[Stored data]
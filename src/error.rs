use std::fmt;
use std::io;
use std::path::PathBuf;

use thiserror::Error;

use crate::css::ParseError;

/// Failures that can occur while analyzing a stylesheet tree.
///
/// `Scan`, `Read` and `Parse` are recoverable: they are recorded against the
/// offending path and the run continues. Everything else ends the run.
#[derive(Debug, Error)]
pub enum AnalyzeError {
    #[error("could not scan {path}: {message}")]
    Scan { path: PathBuf, message: String },

    #[error("could not read {path}: {source}")]
    Read {
        path: PathBuf,
        #[source]
        source: io::Error,
    },

    #[error("could not parse {path}: {source}")]
    Parse {
        path: PathBuf,
        #[source]
        source: ParseError,
    },

    #[error("{path} is not a directory")]
    InvalidRoot { path: PathBuf },

    #[error("invalid config {path}: {message}")]
    Config { path: PathBuf, message: String },

    #[error("invalid exclude pattern `{pattern}`: {message}")]
    Pattern { pattern: String, message: String },

    #[error("could not write {path}: {source}")]
    Write {
        path: PathBuf,
        #[source]
        source: io::Error,
    },

    #[error("could not serialize report: {0}")]
    Serialize(#[from] serde_json::Error),

    #[error("could not render markdown report")]
    Render(#[from] fmt::Error),
}
use std::collections::HashMap;
use std::path::Path;

use chrono::{DateTime, Utc};

use super::data::{AnalysisReport, FileStats, Summary};
use crate::analyzer::Collected;
use crate::detector::{DuplicateGroup, Priority, count_unique_classes};
use crate::walk::{self, ScanResult};

/// Rank files by how many duplicate-group occurrences they hold. Ties keep
/// the order in which files were first seen.
pub fn files_with_most_duplicates(groups: &[DuplicateGroup], top: usize) -> Vec<FileStats> {
    let mut index: HashMap<&str, usize> = HashMap::new();
    let mut stats: Vec<FileStats> = Vec::new();

    for group in groups {
        for def in &group.occurrences {
            let slot = *index.entry(def.source_file.as_str()).or_insert_with(|| {
                stats.push(FileStats {
                    file: def.source_file.clone(),
                    duplicate_count: 0,
                    conflicting_count: 0,
                });
                stats.len() - 1
            });
            stats[slot].duplicate_count += 1;
            if group.is_conflicting {
                stats[slot].conflicting_count += 1;
            }
        }
    }

    stats.sort_by(|a, b| b.duplicate_count.cmp(&a.duplicate_count));
    stats.truncate(top);
    stats
}

/// Bucket counts in a single pass over the groups.
pub fn summarize(groups: &[DuplicateGroup], top_files: usize) -> Summary {
    let mut summary = groups.iter().fold(Summary::default(), |mut acc, g| {
        match g.priority() {
            Priority::High => acc.high_priority_conflicts += 1,
            Priority::Medium => acc.medium_priority_conflicts += 1,
            Priority::Harmless => acc.harmless_duplicates += 1,
        }
        acc.total_occurrences += g.occurrence_count();
        acc
    });
    summary.files_with_most_duplicates = files_with_most_duplicates(groups, top_files);
    summary
}

/// Assemble the final report from the outputs of every pipeline stage.
pub fn build_report(
    root: &Path,
    scan: ScanResult,
    collected: Collected,
    groups: Vec<DuplicateGroup>,
    top_files: usize,
    generated_at: DateTime<Utc>,
) -> AnalysisReport {
    let summary = summarize(&groups, top_files);
    AnalysisReport {
        generated_at,
        root: walk::display_path(root),
        total_files: scan.files.len(),
        total_definitions: collected.definitions.len(),
        total_classes: count_unique_classes(&collected.definitions),
        duplicates: groups,
        failures: collected.failures,
        scan_warnings: scan.warnings,
        summary,
    }
}

#[cfg(test)]
#[path = "builder_test.rs"]
mod tests;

▶ _WORK TO BE COMPLETED_:
Every record must be written out again without any change.

▶ _SOLUTION_:
filename src/error.rs
use std::fmt;
use std::io;
use std::path::PathBuf;

use thiserror::Error;

use crate::css::ParseError;

/// Failures that can occur while analyzing a stylesheet tree.
///
/// `Scan`, `Read` and `Parse` are recoverable: they are recorded against the
/// offending path and the run continues. Everything else ends the run.
#[derive(Debug, Error)]
pub enum AnalyzeError {
    #[error("could not scan {path}: {message}")]
    Scan { path: PathBuf, message: String },

    #[error("could not read {path}: {source}")]
    Read {
        path: PathBuf,
        #[source]
        source: io::Error,
    },

    #[error("could not parse {path}: {source}")]
    Parse {
        path: PathBuf,
        #[source]
        source: ParseError,
    },

    #[error("{path} is not a directory")]
    InvalidRoot { path: PathBuf },

    #[error("invalid config {path}: {message}")]
    Config { path: PathBuf, message: String },

    #[error("invalid exclude pattern `{pattern}`: {message}")]
    Pattern { pattern: String, message: String },

    #[error("could not write {path}: {source}")]
    Write {
        path: PathBuf,
        #[source]
        source: io::Error,
    },

    #[error("could not serialize report: {0}")]
    Serialize(#[from] serde_json::Error),

    #[error("could not render markdown report")]
    Render(#[from] fmt::Error),
}
use std::collections::HashMap;
use std::path::Path;

use chrono::{DateTime, Utc};

use super::data::{AnalysisReport, FileStats, Summary};
use crate::analyzer::Collected;
use crate::detector::{DuplicateGroup, Priority, count_unique_classes};
use crate::walk::{self, ScanResult};

/// Rank files by how many duplicate-group occurrences they hold. Ties keep
/// the order in which files were first seen.
pub fn files_with_most_duplicates(groups: &[DuplicateGroup], top: usize) -> Vec<FileStats> {
    let mut index: HashMap<&str, usize> = HashMap::new();
    let mut stats: Vec<FileStats> = Vec::new();

    for group in groups {
        for def in &group.occurrences {
            let slot = *index.entry(def.source_file.as_str()).or_insert_with(|| {
                stats.push(FileStats {
                    file: def.source_file.clone(),
                    duplicate_count: 0,
                    conflicting_count: 0,
                });
                stats.len() - 1
            });
            stats[slot].duplicate_count += 1;
            if group.is_conflicting {
                stats[slot].conflicting_count += 1;
            }
        }
    }

    stats.sort_by(|a, b| b.duplicate_count.cmp(&a.duplicate_count));
    stats.truncate(top);
    stats
}

/// Bucket counts in a single pass over the groups.
pub fn summarize(groups: &[DuplicateGroup], top_files: usize) -> Summary {
    let mut summary = groups.iter().fold(Summary::default(), |mut acc, g| {
        match g.priority() {
            Priority::High => acc.high_priority_conflicts += 1,
            Priority::Medium => acc.medium_priority_conflicts += 1,
            Priority::Harmless => acc.harmless_duplicates += 1,
        }
        acc.total_occurrences += g.occurrence_count();
        acc
    });
    summary.files_with_most_duplicates = files_with_most_duplicates(groups, top_files);
    summary
}

/// Assemble the final report from the outputs of every pipeline stage.
pub fn build_report(
    root: &Path,
    scan: ScanResult,
    collected: Collected,
    groups: Vec<DuplicateGroup>,
    top_files: usize,
    generated_at: DateTime<Utc>,
) -> AnalysisReport {
    let summary = summarize(&groups, top_files);
    AnalysisReport {
        generated_at,
        root: walk::display_path(root),
        total_files: scan.files.len(),
        total_definitions: collected.definitions.len(),
        total_classes: count_unique_classes(&collected.definitions),
        duplicates: groups,
        failures: collected.failures,
        scan_warnings: scan.warnings,
        summary,
    }
}

#[cfg(test)]
#[path = "builder_test.rs"]
mod tests;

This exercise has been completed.